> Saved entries
|---|

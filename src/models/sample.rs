use derive_more::Display;
use serde::Serialize;

/// A single scalar reading. Serializes as a bare JSON number, no envelope.
#[derive(Debug, Display, Serialize, Clone, Copy, PartialEq)]
#[serde(untagged)]
pub enum Sample {
    /// Random draws and (optionally scaled) digital levels.
    #[display(fmt = "{}", _0)]
    Integer(i64),
    /// Normalized ADC readings in [0.0, 1.0].
    #[display(fmt = "{}", _0)]
    Float(f64),
}

impl Sample {
    pub fn is_finite(&self) -> bool {
        match self {
            Sample::Integer(_) => true,
            Sample::Float(value) => value.is_finite(),
        }
    }
}

impl From<i64> for Sample {
    fn from(value: i64) -> Self {
        Sample::Integer(value)
    }
}

impl From<f64> for Sample {
    fn from(value: f64) -> Self {
        Sample::Float(value)
    }
}
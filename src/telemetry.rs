use tracing::level_filters::LevelFilter;

/// Install the global tracing subscriber. Call once per process.
pub fn init_tracing(max_level: LevelFilter) -> anyhow::Result<()> {
    let subscriber = tracing_subscriber::fmt()
        .compact()
        .with_file(true)
        .with_line_number(true)
        .with_thread_ids(true)
        .with_target(false)
        .with_max_level(max_level)
        .finish();

    tracing::subscriber::set_global_default(subscriber)?;
    Ok(())
}
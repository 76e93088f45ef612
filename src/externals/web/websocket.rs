//! Websocket subscribers. Each connection forwards every published sample
//! as an `["emg_data", <scalar>]` text frame until the client leaves.

use axum::{
    extract::{
        ws::{Message, WebSocket, WebSocketUpgrade},
        State,
    },
    response::IntoResponse,
};
use futures::{sink::SinkExt, stream::StreamExt};
use tokio_stream::wrappers::{errors::BroadcastStreamRecvError, BroadcastStream};
use tracing::{debug, info, warn};

use crate::broadcaster::encode_event;

use super::state::AppContext;

/// GET /ws
pub async fn ws_handler(
    ws: WebSocketUpgrade,
    State(ctx): State<AppContext>,
) -> impl IntoResponse {
    ws.on_upgrade(|socket| handle_socket(socket, ctx))
}

#[tracing::instrument(skip_all)]
async fn handle_socket(socket: WebSocket, ctx: AppContext) {
    let (mut sender, mut receiver) = socket.split();
    let mut samples = BroadcastStream::new(ctx.broadcaster.subscribe());

    info!(
        subscribers = ctx.broadcaster.subscriber_count(),
        "Client connected."
    );

    let send_task = async {
        while let Some(item) = samples.next().await {
            let sample = match item {
                Ok(sample) => sample,
                Err(BroadcastStreamRecvError::Lagged(skipped)) => {
                    debug!("Client fell behind, skipped {} samples.", skipped);
                    continue;
                }
            };
            let frame = match encode_event(sample) {
                Ok(frame) => frame,
                Err(e) => {
                    warn!("Failed to encode sample {}. Error: {}", sample, e);
                    continue;
                }
            };
            if sender.send(Message::Text(frame.into())).await.is_err() {
                debug!("Send failed, client went away.");
                break;
            }
        }
    };

    // Inbound frames carry nothing; only watch for the client leaving.
    let recv_task = async {
        while let Some(Ok(message)) = receiver.next().await {
            if let Message::Close(_) = message {
                debug!("Client sent close frame.");
                break;
            }
        }
    };

    tokio::select! {
        _ = send_task => {},
        _ = recv_task => {},
        _ = ctx.token.cancelled() => {
            debug!("Shutting down, dropping client.");
        },
    }

    drop(samples);
    info!(
        subscribers = ctx.broadcaster.subscriber_count(),
        "Client disconnected."
    );
}
pub mod sampler;
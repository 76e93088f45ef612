//! HTTP side: the static live-chart page and the websocket endpoint.

pub mod state;
pub mod websocket;

use axum::{
    response::{Html, IntoResponse},
    routing::get,
    Router,
};
use tokio::net::TcpListener;
use tower_http::trace::TraceLayer;
use tracing::info;

use state::AppContext;

const INDEX_HTML: &str = include_str!("../../../assets/index.html");

/// GET /
pub async fn index() -> impl IntoResponse {
    Html(INDEX_HTML)
}

pub fn create_router(ctx: AppContext) -> Router {
    Router::new()
        .route("/", get(index))
        .route("/ws", get(websocket::ws_handler))
        .layer(TraceLayer::new_for_http())
        .with_state(ctx)
}

/// Task: Serve pages and websocket subscribers until the context's token
/// is cancelled.
#[tracing::instrument(skip_all)]
pub async fn task_serve(listener: TcpListener, ctx: AppContext) -> std::io::Result<()> {
    let token = ctx.token.clone();
    info!("Listening on http://{}", listener.local_addr()?);

    axum::serve(listener, create_router(ctx))
        .with_graceful_shutdown(async move { token.cancelled().await })
        .await?;

    info!("Stopped.");
    Ok(())
}
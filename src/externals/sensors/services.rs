use std::io;

use thiserror::Error;
use tracing::{info, instrument};

use crate::{
    config::{Config, Variant},
    models::sample::Sample,
};

use super::{analog::SystemAnalogSource, digital::DigitalPinSource, random::RandomSource};

/// This service separates reading the sensor hardware from the sampling
/// loop, which makes the loop testable without any hardware attached.
pub trait ReadingSource: Send {
    /// Take exactly one reading. Blocks for the duration of the bus or
    /// daemon round trip; there is no timeout.
    fn produce_one_reading(&mut self) -> Result<Sample, SourceError>;

    /// Release the underlying handle. Safe to call more than once.
    fn close(&mut self) -> Result<(), SourceError> {
        Ok(())
    }

    /// Short name used in logs.
    fn name(&self) -> &'static str;
}

impl<T: ReadingSource + ?Sized> ReadingSource for Box<T> {
    fn produce_one_reading(&mut self) -> Result<Sample, SourceError> {
        (**self).produce_one_reading()
    }

    fn close(&mut self) -> Result<(), SourceError> {
        (**self).close()
    }

    fn name(&self) -> &'static str {
        (**self).name()
    }
}

#[derive(Error, Debug)]
pub enum SourceError {
    /// The source was already closed.
    #[error("Reading source is closed.")]
    Closed,

    #[error("Invalid random range {min}..={max}.")]
    InvalidRange { min: i64, max: i64 },

    #[error("Invalid ADC channel {0}. The MCP3008 has channels 0 through 7.")]
    InvalidChannel(u8),

    /// Opening `/dev/spidevB.D` or configuring it failed.
    #[error("Failed to open SPI device '{path}'. Error: {source}")]
    SpiOpen { path: String, source: io::Error },

    #[error("SPI transfer failed. Error: {0}")]
    SpiTransfer(io::Error),

    #[error("SPI support is not compiled in. Rebuild with the `spi` feature.")]
    SpiUnsupported,

    /// The pigpio daemon could not be reached at startup.
    #[error("Failed to reach pigpio daemon at '{addr}'. Error: {source}")]
    DaemonUnreachable { addr: String, source: io::Error },

    /// Communication with the pigpio daemon was lost mid-loop.
    #[error("Lost communication with pigpio daemon. Error: {0}")]
    DaemonIo(io::Error),

    #[error("pigpio daemon rejected command {command} with status {status}.")]
    DaemonStatus { command: u32, status: i32 },
}

/// Open the reading source selected by the configured variant. Hardware
/// handles are acquired here, once, so failures surface before sampling starts.
#[instrument(skip_all, fields(variant = ?config.variant))]
pub fn open_source(config: &Config) -> Result<Box<dyn ReadingSource>, SourceError> {
    let source: Box<dyn ReadingSource> = match config.variant {
        Variant::Random => Box::new(RandomSource::new(config.random_min, config.random_max)?),
        Variant::Analog => Box::new(SystemAnalogSource::open_spidev(
            config.spi_channel,
            config.spi_bus,
            config.spi_device,
            config.spi_speed_hz,
        )?),
        Variant::Digital => Box::new(DigitalPinSource::connect(
            &config.pigpio_addr,
            config.gpio_pin,
            config.gpio_scale,
        )?),
    };
    info!("Opened {} reading source.", source.name());
    Ok(source)
}
use std::time::Duration;

use anyhow::Result;
use clap::Parser;
use emg_monitor::{
    broadcaster::Broadcaster,
    config::Config,
    externals::{
        sensors::services::open_source,
        web::{state::AppContext, task_serve},
    },
    tasks::sampler::{spawn_sampler_thread, Sampler, SamplerState},
    telemetry::init_tracing,
};
use tokio::{net::TcpListener, signal};
use tokio_util::{sync::CancellationToken, task::TaskTracker};
use tracing::{error, info, warn};

/// How long shutdown waits for a sampler that is inside a read.
const SAMPLER_GRACE: Duration = Duration::from_secs(2);

#[tokio::main]
async fn main() -> Result<()> {
    let config = Config::parse();
    init_tracing(config.log_level)?;
    config.validate()?;
    info!("Starting with {:?} source.", config.variant);

    let tracker = TaskTracker::new();
    let token = CancellationToken::new();
    let broadcaster = Broadcaster::new(config.channel_capacity);

    // NOTE: Hardware is opened before anything is spawned so a missing bus or
    // daemon fails the process at startup.
    let source = open_source(&config)?;
    let listener = TcpListener::bind(config.bind).await?;

    let sampler = Sampler::new(source, broadcaster.clone(), config.interval());
    // The server keeps running after the sampler stops.
    let sampler_done = spawn_sampler_thread(token.clone(), sampler)?;

    let ctx = AppContext::new(broadcaster, token.clone());
    let token_clone = token.clone();
    tracker.spawn(async move {
        if let Err(e) = task_serve(listener, ctx).await {
            error!("Web server failed. Error: {}", e);
            token_clone.cancel();
        }
    });

    let token_clone = token.clone();

    tokio::select! {
        _ = token_clone.cancelled() => {}
        res = signal::ctrl_c() => {
            match res {
                Ok(_) => {
                    info!("Shutting down.");
                    token.cancel();
                },
                Err(e) => {
                    error!("Failed to listen for ctrl_c. Error: {}", e);
                    token.cancel();
                }
            };
        },
    }

    tracker.close();
    tracker.wait().await;

    match tokio::time::timeout(SAMPLER_GRACE, sampler_done).await {
        Ok(Ok(SamplerState::Stopped(reason))) => info!("Sampler stopped. {}", reason),
        Ok(Ok(SamplerState::Running)) => {}
        Ok(Err(_)) => error!("Sampler thread exited without reporting."),
        Err(_) => warn!("Sampler is stuck in a read. Exiting without it."),
    }

    Ok(())
}
pub mod sample;
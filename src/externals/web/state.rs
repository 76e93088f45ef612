use tokio_util::sync::CancellationToken;

use crate::broadcaster::Broadcaster;

/// Shared by every request handler. Built once at startup.
#[derive(Clone)]
pub struct AppContext {
    pub broadcaster: Broadcaster,
    /// Cancelled on shutdown; open websockets close when it fires.
    pub token: CancellationToken,
}

impl AppContext {
    pub fn new(broadcaster: Broadcaster, token: CancellationToken) -> Self {
        Self { broadcaster, token }
    }
}
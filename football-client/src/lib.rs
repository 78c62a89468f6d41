//! Fetch gateway for the football prediction API
//!
//! This crate provides a time-bounded HTTP client for the upstream
//! prediction API. Every failure is reported through [`FetchError`].

pub mod client;
pub mod error;
pub mod source;

pub use client::{FetchGateway, LAST_UPDATE_PATH, PREDICTIONS_PATH, STATS_PATH};
pub use error::FetchError;
pub use source::PredictionSource;
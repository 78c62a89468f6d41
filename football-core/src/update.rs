//! Last model refresh returned by `GET /meta/last-update`

use chrono::{NaiveDate, NaiveDateTime};
use serde::{Deserialize, Serialize};

/// Display format: day/month/year then 24-hour time
const DISPLAY_FORMAT: &str = "%d/%m/%Y %H:%M";

/// Accepted upstream layouts once the date/time separator is normalized
const PARSE_FORMATS: [&str; 2] = ["%Y-%m-%dT%H:%M:%S%.f", "%Y-%m-%dT%H:%M"];

/// Date-only values are shown at midnight
const DATE_FORMAT: &str = "%Y-%m-%d";

#[derive(Debug, Clone, Default, PartialEq, Eq, Serialize, Deserialize)]
pub struct LastUpdate {
    /// Raw timestamp, "YYYY-MM-DD HH:MM:SS"
    #[serde(default)]
    pub last_update: Option<String>,
}

impl LastUpdate {
    /// Display string, empty when absent or unparseable
    pub fn display(&self) -> String {
        format_last_update(self.last_update.as_deref())
    }
}

fn parse_timestamp(raw: &str) -> Option<NaiveDateTime> {
    let normalized = raw.trim().replacen(' ', "T", 1);
    PARSE_FORMATS
        .iter()
        .find_map(|fmt| NaiveDateTime::parse_from_str(&normalized, fmt).ok())
        .or_else(|| {
            NaiveDate::parse_from_str(&normalized, DATE_FORMAT)
                .ok()
                .and_then(|date| date.and_hms_opt(0, 0, 0))
        })
}

/// Format a raw upstream timestamp for display. Never fails.
pub fn format_last_update(raw: Option<&str>) -> String {
    raw.and_then(parse_timestamp)
        .map(|ts| ts.format(DISPLAY_FORMAT).to_string())
        .unwrap_or_default()
}
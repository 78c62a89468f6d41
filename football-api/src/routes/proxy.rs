//! Same-origin forwards to the upstream prediction API
//!
//! Bodies are passed through untouched. Upstream failures keep their status
//! code behind a `{ "error": ... }` envelope; anything else becomes a 500.

use axum::{
    extract::{Path, State},
    http::StatusCode,
    response::{IntoResponse, Response},
    routing::get,
    Json, Router,
};
use football_client::{FetchError, LAST_UPDATE_PATH, PREDICTIONS_PATH, STATS_PATH};
use tracing::{error, warn};
use url::Url;

use super::ErrorResponse;
use crate::AppState;

/// Create proxy routes
pub fn routes() -> Router<AppState> {
    Router::new()
        .route("/predictions", get(get_predictions))
        .route("/predictions/{match_id}", get(get_prediction))
        .route("/stats", get(get_stats))
        .route("/last-update", get(get_last_update))
}

/// GET /api/predictions
async fn get_predictions(State(state): State<AppState>) -> Response {
    forward(&state, state.gateway.url_for(PREDICTIONS_PATH), "predictions").await
}

/// GET /api/predictions/{match_id}
async fn get_prediction(
    State(state): State<AppState>,
    Path(match_id): Path<String>,
) -> Response {
    forward(&state, state.gateway.prediction_url(&match_id), "prediction").await
}

/// GET /api/stats
async fn get_stats(State(state): State<AppState>) -> Response {
    forward(&state, state.gateway.url_for(STATS_PATH), "stats").await
}

/// GET /api/last-update
async fn get_last_update(State(state): State<AppState>) -> Response {
    forward(&state, state.gateway.url_for(LAST_UPDATE_PATH), "last update").await
}

async fn forward(state: &AppState, url: Result<Url, FetchError>, resource: &str) -> Response {
    let result = match url {
        Ok(url) => state.gateway.fetch(url, state.gateway.timeout()).await,
        Err(e) => Err(e),
    };

    match result {
        Ok(body) => (StatusCode::OK, Json(body)).into_response(),
        Err(FetchError::Upstream { status, body, .. }) => {
            warn!("Upstream {} request failed with {}: {:?}", resource, status, body);
            let code = StatusCode::from_u16(status).unwrap_or(StatusCode::BAD_GATEWAY);
            (
                code,
                Json(ErrorResponse {
                    error: format!("Failed to fetch {}", resource),
                }),
            )
                .into_response()
        }
        Err(e) => {
            error!("Failed to fetch {}: {}", resource, e);
            (
                StatusCode::INTERNAL_SERVER_ERROR,
                Json(ErrorResponse {
                    error: e.to_string(),
                }),
            )
                .into_response()
        }
    }
}
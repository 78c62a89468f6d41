//! Source abstraction consumed by the home page loader

use async_trait::async_trait;
use football_core::{LastUpdate, PredictionRecord, StatsSummary};

use crate::client::FetchGateway;
use crate::error::FetchError;

/// Anything that can supply the three payloads behind the home page
#[async_trait]
pub trait PredictionSource: Send + Sync {
    async fn predictions(&self) -> Result<Vec<PredictionRecord>, FetchError>;

    async fn stats(&self) -> Result<Option<StatsSummary>, FetchError>;

    async fn last_update(&self) -> Result<Option<LastUpdate>, FetchError>;
}

#[async_trait]
impl PredictionSource for FetchGateway {
    async fn predictions(&self) -> Result<Vec<PredictionRecord>, FetchError> {
        FetchGateway::predictions(self).await
    }

    async fn stats(&self) -> Result<Option<StatsSummary>, FetchError> {
        FetchGateway::stats(self).await
    }

    async fn last_update(&self) -> Result<Option<LastUpdate>, FetchError> {
        FetchGateway::last_update(self).await
    }
}
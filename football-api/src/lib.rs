//! Football Predictions proxy server
//!
//! Re-exposes the upstream prediction API under same-origin `/api` routes,
//! attaching the server-held bearer credential, and serves the assembled
//! home page view model.

pub mod routes;

use axum::{
    http::{header, Method},
    Router,
};
use football_client::{FetchError, FetchGateway};
use football_core::{AppLabels, GatewayConfig};
use football_services::{HomeLoader, ViewModelBuilder};
use std::sync::Arc;
use tower_http::cors::{Any, CorsLayer};
use tower_http::trace::TraceLayer;

/// Application state shared across handlers
#[derive(Clone)]
pub struct AppState {
    pub gateway: Arc<FetchGateway>,
    pub loader: HomeLoader,
    pub labels: AppLabels,
}

impl AppState {
    pub fn new(gateway: GatewayConfig, labels: AppLabels) -> Result<Self, FetchError> {
        let gateway = Arc::new(FetchGateway::new(gateway)?);
        let loader = HomeLoader::new(gateway.clone(), ViewModelBuilder::new(labels.clone()));
        Ok(Self {
            gateway,
            loader,
            labels,
        })
    }
}

/// Build the full router
pub fn app(state: AppState) -> Router {
    // Browsers only ever read from the proxy
    let cors = CorsLayer::new()
        .allow_origin(Any)
        .allow_methods([Method::GET, Method::OPTIONS])
        .allow_headers([header::CONTENT_TYPE, header::AUTHORIZATION]);

    Router::new()
        .nest("/api", routes::api_routes())
        .merge(routes::health_routes())
        .layer(cors)
        .layer(TraceLayer::new_for_http())
        .with_state(state)
}
//! Core types for the Football Predictions client
//!
//! This crate defines the payloads returned by the prediction API, the
//! tip-type decision table used to label outcomes, and the configuration
//! shared by the gateway and the proxy server.

pub mod config;
pub mod error;
pub mod prediction;
pub mod stats;
pub mod tip;
pub mod update;

pub use config::{AppConfig, AppLabels, GatewayConfig, DEFAULT_TIMEOUT};
pub use error::{ConfigError, ViewError};
pub use prediction::{PredictionRecord, TipPrediction};
pub use stats::{AccuracyStat, StatsSummary};
pub use tip::{confidence_percent, ConfidenceBand, TipType};
pub use update::{format_last_update, LastUpdate};
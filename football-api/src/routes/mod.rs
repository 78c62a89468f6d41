//! API route definitions

mod health;
mod home;
mod proxy;

use axum::Router;
use serde::Serialize;

use crate::AppState;

/// Error envelope returned by every route
#[derive(Debug, Serialize)]
pub struct ErrorResponse {
    pub error: String,
}

/// Create all `/api` routes
pub fn api_routes() -> Router<AppState> {
    Router::new()
        .merge(proxy::routes())
        .merge(home::routes())
}

/// Create health routes (outside `/api`)
pub fn health_routes() -> Router<AppState> {
    health::routes()
}
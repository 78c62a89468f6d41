//! Error types shared across the workspace

use thiserror::Error;

use crate::tip::TipType;

/// Configuration errors, raised once at process start
#[derive(Error, Debug, Clone, PartialEq, Eq)]
pub enum ConfigError {
    #[error("Missing required setting {0}")]
    Missing(&'static str),

    #[error("Invalid URL in {field}: {error}")]
    InvalidUrl { field: &'static str, error: String },

    #[error("Invalid value in {field}: {value}")]
    InvalidValue { field: &'static str, value: String },
}

/// Errors raised while turning raw payloads into a view model
#[derive(Error, Debug, Clone, PartialEq, Eq)]
pub enum ViewError {
    /// A displayed record lacks one of the fixed tip types
    #[error("Match {match_id} has no {tip} prediction")]
    MissingTip { match_id: String, tip: TipType },
}
//! View model building and page loading for the Football Predictions client
//!
//! This crate turns raw API payloads into the display-ready view model and
//! orchestrates the concurrent fetches behind the home page.

pub mod home_loader;
pub mod view_model;

pub use home_loader::{HomeLoader, HomePage, LOAD_FAILED_MESSAGE};
pub use view_model::{
    build, match_view, MatchView, StatRow, StatsView, TipView, ViewModel, ViewModelBuilder,
    NO_DATA_MESSAGE,
};
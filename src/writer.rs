use std::io::{self, Write};

use crate::graph::{PathGraph, ScaffoldGraph};
use crate::paths::PathNode;

// Graphs are written in the same dot dialect abyss-scaffold reads,
// minus the header and the vertex length attribute.

/// Write the path graph. Inferred edges also carry their support
/// count `n`.
pub fn write_path_graph<W: Write>(graph: &PathGraph, stream: &mut W) -> io::Result<()> {
    writeln!(stream, "digraph G {{")?;
    for v in graph.vertices() {
        writeln!(stream, "\"{}\"", graph.vertex_name(v))?;
    }
    for (_, s, t, edge) in graph.edges() {
        let (source, target) = (graph.vertex_name(s), graph.vertex_name(t));
        match edge.n {
            Some(n) => writeln!(
                stream,
                "\"{}\" -> \"{}\" [d={} n={} path={}]",
                source, target, edge.d, n, edge.path_id
            )?,
            None => writeln!(
                stream,
                "\"{}\" -> \"{}\" [d={} path={}]",
                source, target, edge.d, edge.path_id
            )?,
        }
    }
    writeln!(stream, "}}")
}

/// Write the scaffold graph with bare edges
pub fn write_scaffold_graph<W: Write>(graph: &ScaffoldGraph, stream: &mut W) -> io::Result<()> {
    writeln!(stream, "digraph G {{")?;
    for v in graph.vertices() {
        writeln!(stream, "\"{}\"", graph.vertex_name(v))?;
    }
    for (_, s, t, _) in graph.edges() {
        writeln!(stream, "\"{}\" -> \"{}\"", graph.vertex_name(s), graph.vertex_name(t))?;
    }
    writeln!(stream, "}}")
}

/// The tokens of a path: oriented contigs alternating with gaps
pub fn path_tokens(path: &[PathNode]) -> Vec<String> {
    let mut tokens = Vec::with_capacity(path.len() * 2);
    for node in path {
        tokens.push(node.to_string());
        if let Some(gap) = node.gap_token() {
            tokens.push(gap);
        }
    }
    tokens
}

pub fn path_string(path: &[PathNode]) -> String {
    path_tokens(path).join(" ")
}

/// Write the final paths as `ntLink_<index>\t<tokens>`. Paths with
/// fewer than two tokens are skipped and do not use up an index.
/// Returns the number of paths written.
pub fn write_paths<W: Write>(paths: &[Vec<PathNode>], stream: &mut W) -> io::Result<usize> {
    let mut path_id = 0;
    for path in paths {
        let tokens = path_tokens(path);
        if tokens.len() < 2 {
            continue;
        }
        writeln!(stream, "ntLink_{}\t{}", path_id, tokens.join(" "))?;
        path_id += 1;
    }
    Ok(path_id)
}
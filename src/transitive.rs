use log::{debug, info};
use petgraph::stable_graph::EdgeIndex;

use crate::graph::{Direction, PathGraph, ScaffoldGraph};

/// Returns true if the inferred edge `edge` is corroborated by the
/// scaffold graph through some other pair of contigs.
///
/// Candidate pairs take their source from the vertices that can reach
/// the edge's source and their target from the vertices reachable
/// from the edge's target, both inclusive. A connected pair sharing
/// neither endpoint with the edge is enough on its own. Pairs sharing
/// one endpoint only count once both a pair with the same source and
/// a pair with the same target have been found.
pub fn has_transitive_support(
    edge: EdgeIndex,
    path_graph: &PathGraph,
    scaffold_graph: &ScaffoldGraph,
) -> bool {
    let (source, target) = match path_graph.endpoints(edge) {
        Some(ends) => ends,
        None => return false,
    };
    let order = path_graph.vertex_count();

    let source_in_neighbourhood = path_graph.neighborhood(source, order, Direction::Incoming);
    let target_out_neighbourhood = path_graph.neighborhood(target, order, Direction::Outgoing);

    let (mut source_pass, mut target_pass) = (false, false);
    for &test_source in source_in_neighbourhood.iter() {
        for &test_target in target_out_neighbourhood.iter() {
            if test_source == source && test_target == target {
                continue;
            }
            let connected = scaffold_graph.are_connected(
                path_graph.vertex_name(test_source),
                path_graph.vertex_name(test_target),
            );
            if !connected {
                continue;
            }
            if test_source != source && test_target != target {
                return true;
            }
            if test_source == source {
                source_pass = true;
            }
            if test_target == target {
                target_pass = true;
            }
            if source_pass && target_pass {
                return true;
            }
        }
    }
    false
}

/// Remove every inferred edge without transitive support. Consensus
/// edges are left alone. The input graph is not modified.
pub fn transitive_filter(path_graph: &PathGraph, scaffold_graph: &ScaffoldGraph) -> PathGraph {
    let to_remove: Vec<EdgeIndex> = path_graph
        .edges()
        .filter(|(_, _, _, attrs)| attrs.is_inferred())
        .filter(|(e, s, t, _)| {
            let supported = has_transitive_support(*e, path_graph, scaffold_graph);
            if !supported {
                debug!(
                    "No transitive support for {} -> {}",
                    path_graph.vertex_name(*s),
                    path_graph.vertex_name(*t)
                );
            }
            !supported
        })
        .map(|(e, _, _, _)| e)
        .collect();

    info!("Transitive filter: removing {} unsupported edges", to_remove.len());

    let mut result = path_graph.clone();
    result.delete_edges(to_remove);
    result
}
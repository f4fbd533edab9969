//! Stitch the scaffold paths of an abyss-scaffold run together with
//! the evidence found in alternate runs over a range of minimum
//! support values (`n`).
//!
//! The primary paths become a path graph. Gapped adjacencies from the
//! alternate windows extend it, branches are resolved in favour of
//! the best supported edge, and the remaining simple chains are
//! written out as the new paths.

pub mod config;
pub mod graph;
pub mod linearize;
pub mod merge;
pub mod oriented;
pub mod parser;
pub mod path_graph;
pub mod paths;
pub mod pipeline;
pub mod transitive;
pub mod writer;

pub use self::config::StitchConfig;
pub use self::graph::{GapEdge, GraphStore, PathGraph, PathId, ScaffoldEdge, ScaffoldGraph};
pub use self::oriented::{Orientation, OrientedContig};
pub use self::paths::PathNode;
pub use self::pipeline::{StitchReport, Stitcher};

|---|

Only the number is wanted here. How many lines in the entries contain "through"?

> RESULT OF THIS TASK
4